What to work on: Report all lines below with the word "part".

Data records:
*** Begin section ***
//! YouTube Data API v3 implementation of [`RemoteMetadataClient`].
//!
//! HTTP goes through a blocking `ureq` agent. Every call runs inside
//! `spawn_blocking` so the async callers (axum handlers, the CLI) never stall
//! a runtime worker while waiting on the network.

use std::{fs::File, time::Duration};

use async_trait::async_trait;
use serde::{Deserialize, de::DeserializeOwned};

use crate::{
    clock::parse_timestamp,
    config::RuntimeSettings,
    duration::{ZERO_DURATION, parse_iso8601_duration},
    error::{MirrorError, MirrorResult},
    remote::{
        RemoteMetadataClient, RemoteVideo, SearchResult, VideoUpload, clamp_page_size,
    },
    security::Credentials,
};

#[derive(Clone)]
pub struct YouTubeClient {
    agent: ureq::Agent,
    api_base: String,
    upload_base: String,
    region_code: String,
}

impl YouTubeClient {
    pub fn new(
        api_base: impl Into<String>,
        upload_base: impl Into<String>,
        region_code: impl Into<String>,
        timeout: Duration,
    ) -> Self {
        let agent = ureq::AgentBuilder::new()
            .timeout_connect(timeout)
            .timeout_read(timeout)
            .build();
        Self {
            agent,
            api_base: api_base.into(),
            upload_base: upload_base.into(),
            region_code: region_code.into(),
        }
    }

    pub fn from_settings(settings: &RuntimeSettings) -> Self {
        Self::new(
            settings.api_base.clone(),
            settings.upload_base.clone(),
            settings.region_code.clone(),
            settings.http_timeout,
        )
    }

    fn get(&self, creds: &Credentials, endpoint: &str) -> ureq::Request {
        authorize(self.agent.get(&format!("{}/{endpoint}", self.api_base)), creds)
    }

    fn search_blocking(
        &self,
        creds: &Credentials,
        query: &str,
        max_results: u32,
    ) -> MirrorResult<Vec<SearchResult>> {
        const OP: &str = "search.list";
        let request = self
            .get(creds, "search")
            .query("part", "id,snippet")
            .query("type", "video")
            .query("order", "relevance")
            .query("q", query)
            .query("maxResults", &clamp_page_size(max_results).to_string())
            .query("regionCode", &self.region_code);
        let response: SearchListResponse = call_json(OP, request.call())?;
        response
            .items
            .into_iter()
            .filter_map(|item| item.into_result(OP).transpose())
            .collect()
    }

    fn channel_uploads_blocking(
        &self,
        creds: &Credentials,
        channel_id: &str,
        max_results: u32,
    ) -> MirrorResult<Vec<String>> {
        const OP: &str = "search.list";
        let request = self
            .get(creds, "search")
            .query("part", "id")
            .query("type", "video")
            .query("order", "date")
            .query("channelId", channel_id)
            .query("maxResults", &clamp_page_size(max_results).to_string());
        let response: SearchListResponse = call_json(OP, request.call())?;
        Ok(response
            .items
            .into_iter()
            .filter_map(|item| item.id.video_id)
            .collect())
    }

    fn details_blocking(
        &self,
        creds: &Credentials,
        remote_ids: &[String],
    ) -> MirrorResult<Vec<RemoteVideo>> {
        const OP: &str = "videos.list";
        let request = self
            .get(creds, "videos")
            .query("part", "snippet,contentDetails,statistics")
            .query("id", &remote_ids.join(","));
        let response: VideoListResponse = call_json(OP, request.call())?;
        response
            .items
            .into_iter()
            .map(|item| item.into_remote_video(OP))
            .collect()
    }

    /// Two round trips: announce the upload with its metadata, then PUT the
    /// bytes to the session URI the API hands back in `Location`.
    fn insert_blocking(&self, creds: &Credentials, upload: &VideoUpload) -> MirrorResult<String> {
        const OP: &str = "videos.insert";
        creds.require_user()?;

        let size = std::fs::metadata(&upload.path)?.len();
        let mime = mime_guess::from_path(&upload.path).first_or_octet_stream();
        let body = serde_json::json!({
            "snippet": {
                "title": upload.title,
                "description": upload.description,
                "categoryId": upload.category_id,
            },
            "status": {
                "privacyStatus": upload.privacy.as_str(),
            },
        });

        let initiate = authorize(
            self.agent
                .post(&format!("{}/videos", self.upload_base))
                .query("uploadType", "resumable")
                .query("part", "snippet,status"),
            creds,
        )
        .set("X-Upload-Content-Type", mime.as_ref())
        .set("X-Upload-Content-Length", &size.to_string());
        let response = initiate.send_json(body).map_err(|err| remote_error(OP, err))?;
        let session_uri = response
            .header("Location")
            .map(str::to_owned)
            .ok_or_else(|| MirrorError::remote(OP, "upload session URI missing"))?;

        let file = File::open(&upload.path)?;
        let put = authorize(self.agent.put(&session_uri), creds)
            .set("Content-Type", mime.as_ref())
            .set("Content-Length", &size.to_string());
        let inserted: InsertResponse = call_json(OP, put.send(file))?;
        Ok(inserted.id)
    }
}

fn authorize(request: ureq::Request, creds: &Credentials) -> ureq::Request {
    let request = match creds.bearer_header() {
        Some(header) => request.set("Authorization", &header),
        None => request,
    };
    match creds.query_key() {
        Some(key) => request.query("key", key),
        None => request,
    }
}

fn call_json<T: DeserializeOwned>(
    operation: &'static str,
    result: Result<ureq::Response, ureq::Error>,
) -> MirrorResult<T> {
    let response = result.map_err(|err| remote_error(operation, err))?;
    response
        .into_json::<T>()
        .map_err(|err| MirrorError::remote(operation, format!("unreadable payload: {err}")))
}

fn remote_error(operation: &'static str, err: ureq::Error) -> MirrorError {
    match err {
        ureq::Error::Status(code, response) => {
            let body = response.into_string().unwrap_or_default();
            MirrorError::remote_status(operation, code, api_error_message(&body, code))
        }
        ureq::Error::Transport(transport) => MirrorError::remote(operation, transport.to_string()),
    }
}

/// Pulls `error.message` out of a Google API error body when present.
fn api_error_message(body: &str, status: u16) -> String {
    serde_json::from_str::<ApiErrorBody>(body)
        .ok()
        .and_then(|parsed| parsed.error.message)
        .filter(|message| !message.trim().is_empty())
        .unwrap_or_else(|| format!("HTTP {status}"))
}

async fn run_blocking<T, F>(operation: &'static str, job: F) -> MirrorResult<T>
where
    T: Send + 'static,
    F: FnOnce() -> MirrorResult<T> + Send + 'static,
{
    tokio::task::spawn_blocking(job)
        .await
        .map_err(|err| MirrorError::remote(operation, format!("worker failed: {err}")))?
}

#[async_trait]
impl RemoteMetadataClient for YouTubeClient {
    async fn search(
        &self,
        creds: &Credentials,
        query: &str,
        max_results: u32,
    ) -> MirrorResult<Vec<SearchResult>> {
        tracing::debug!(query, max_results, "calling search.list");
        let client = self.clone();
        let creds = creds.clone();
        let query = query.to_owned();
        run_blocking("search.list", move || {
            client.search_blocking(&creds, &query, max_results)
        })
        .await
    }

    async fn fetch_details(
        &self,
        creds: &Credentials,
        remote_ids: &[String],
    ) -> MirrorResult<Vec<RemoteVideo>> {
        if remote_ids.is_empty() {
            return Ok(Vec::new());
        }
        tracing::debug!(batch = remote_ids.len(), "calling videos.list");
        let client = self.clone();
        let creds = creds.clone();
        let ids = remote_ids.to_vec();
        run_blocking("videos.list", move || client.details_blocking(&creds, &ids)).await
    }

    async fn list_channel_uploads(
        &self,
        creds: &Credentials,
        channel_id: &str,
        max_results: u32,
    ) -> MirrorResult<Vec<String>> {
        tracing::debug!(channel_id, max_results, "listing channel uploads");
        let client = self.clone();
        let creds = creds.clone();
        let channel_id = channel_id.to_owned();
        run_blocking("search.list", move || {
            client.channel_uploads_blocking(&creds, &channel_id, max_results)
        })
        .await
    }

    async fn insert_video(
        &self,
        creds: &Credentials,
        upload: &VideoUpload,
    ) -> MirrorResult<String> {
        tracing::info!(path = %upload.path.display(), "starting resumable upload");
        let client = self.clone();
        let creds = creds.clone();
        let upload = upload.clone();
        run_blocking("videos.insert", move || {
            client.insert_blocking(&creds, &upload)
        })
        .await
    }
}

// Wire format of the Data API responses. Only the fields the mirror reads
// are declared; everything else is ignored by serde.

#[derive(Debug, Deserialize)]
struct ApiErrorBody {
    error: ApiErrorDetail,
}

#[derive(Debug, Deserialize)]
struct ApiErrorDetail {
    message: Option<String>,
}

#[derive(Debug, Deserialize)]
struct SearchListResponse {
    #[serde(default)]
    items: Vec<SearchItem>,
}

#[derive(Debug, Deserialize)]
struct SearchItem {
    id: SearchItemId,
    snippet: Option<Snippet>,
}

#[derive(Debug, Deserialize)]
#[serde(rename_all = "camelCase")]
struct SearchItemId {
    video_id: Option<String>,
}

#[derive(Debug, Deserialize)]
#[serde(rename_all = "camelCase")]
struct Snippet {
    title: Option<String>,
    #[serde(default)]
    description: String,
    channel_id: Option<String>,
    #[serde(default)]
    channel_title: String,
    published_at: Option<String>,
    #[serde(default)]
    thumbnails: Thumbnails,
}

#[derive(Debug, Default, Deserialize)]
struct Thumbnails {
    default: Option<Thumbnail>,
    medium: Option<Thumbnail>,
    high: Option<Thumbnail>,
}

impl Thumbnails {
    /// Largest available rendition: high, then medium, then default.
    fn best_url(&self) -> Option<String> {
        [&self.high, &self.medium, &self.default]
            .into_iter()
            .flatten()
            .map(|thumb| thumb.url.clone())
            .find(|url| !url.is_empty())
    }
}

#[derive(Debug, Deserialize)]
struct Thumbnail {
    url: String,
}

#[derive(Debug, Deserialize)]
struct VideoListResponse {
    #[serde(default)]
    items: Vec<VideoItem>,
}

#[derive(Debug, Deserialize)]
#[serde(rename_all = "camelCase")]
struct VideoItem {
    id: String,
    snippet: Option<Snippet>,
    content_details: Option<ContentDetails>,
    statistics: Option<Statistics>,
}

#[derive(Debug, Deserialize)]
struct ContentDetails {
    duration: Option<String>,
}

/// Counters arrive as decimal strings and are omitted when the owner hides
/// them.
#[derive(Debug, Default, Deserialize)]
#[serde(rename_all = "camelCase")]
struct Statistics {
    view_count: Option<String>,
    like_count: Option<String>,
    comment_count: Option<String>,
}

#[derive(Debug, Deserialize)]
struct InsertResponse {
    id: String,
}

fn required(
    operation: &'static str,
    id: &str,
    field: &str,
    value: Option<String>,
) -> MirrorResult<String> {
    value
        .filter(|value| !value.trim().is_empty())
        .ok_or_else(|| MirrorError::remote(operation, format!("{id}: missing {field}")))
}

/// A missing counter counts as 0; a present but non-numeric one is a
/// payload error.
fn counter(operation: &'static str, id: &str, field: &str, value: Option<&str>) -> MirrorResult<i64> {
    match value {
        None => Ok(0),
        Some(raw) => raw.trim().parse::<i64>().map_err(|_| {
            MirrorError::remote(operation, format!("{id}: {field} is not a number: {raw:?}"))
        }),
    }
}

impl SearchItem {
    /// `None` for hits that are not videos (channels, playlists).
    fn into_result(self, operation: &'static str) -> MirrorResult<Option<SearchResult>> {
        let Some(remote_id) = self.id.video_id else {
            return Ok(None);
        };
        let snippet = self
            .snippet
            .ok_or_else(|| MirrorError::remote(operation, format!("{remote_id}: missing snippet")))?;
        let published_raw = required(operation, &remote_id, "publishedAt", snippet.published_at)?;
        Ok(Some(SearchResult {
            title: required(operation, &remote_id, "title", snippet.title)?,
            channel_id: required(operation, &remote_id, "channelId", snippet.channel_id)?,
            published_at: parse_timestamp(&published_raw)?,
            thumbnail_url: snippet.thumbnails.best_url(),
            description: snippet.description,
            channel_name: snippet.channel_title,
            remote_id,
        }))
    }
}

impl VideoItem {
    fn into_remote_video(self, operation: &'static str) -> MirrorResult<RemoteVideo> {
        let id = self.id;
        let snippet = self
            .snippet
            .ok_or_else(|| MirrorError::remote(operation, format!("{id}: missing snippet")))?;
        let published_raw = required(operation, &id, "publishedAt", snippet.published_at)?;
        let duration = self
            .content_details
            .and_then(|details| details.duration)
            .filter(|value| !value.trim().is_empty())
            .unwrap_or_else(|| ZERO_DURATION.to_string());
        let duration_seconds = parse_iso8601_duration(&duration)?;
        let stats = self.statistics.unwrap_or_default();

        Ok(RemoteVideo {
            title: required(operation, &id, "title", snippet.title)?,
            channel_id: required(operation, &id, "channelId", snippet.channel_id)?,
            thumbnail_url: snippet.thumbnails.best_url().unwrap_or_default(),
            published_at: parse_timestamp(&published_raw)?,
            views: counter(operation, &id, "viewCount", stats.view_count.as_deref())?,
            likes: counter(operation, &id, "likeCount", stats.like_count.as_deref())?,
            comment_count: counter(operation, &id, "commentCount", stats.comment_count.as_deref())?,
            description: snippet.description,
            channel_name: snippet.channel_title,
            duration,
            duration_seconds,
            remote_id: id,
        })
    }
}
*** End section ***
Task result:
            .query("part", "id,snippet")
            .query("part", "id")
            .query("part", "snippet,contentDetails,statistics")
                .query("part", "snippet,status"),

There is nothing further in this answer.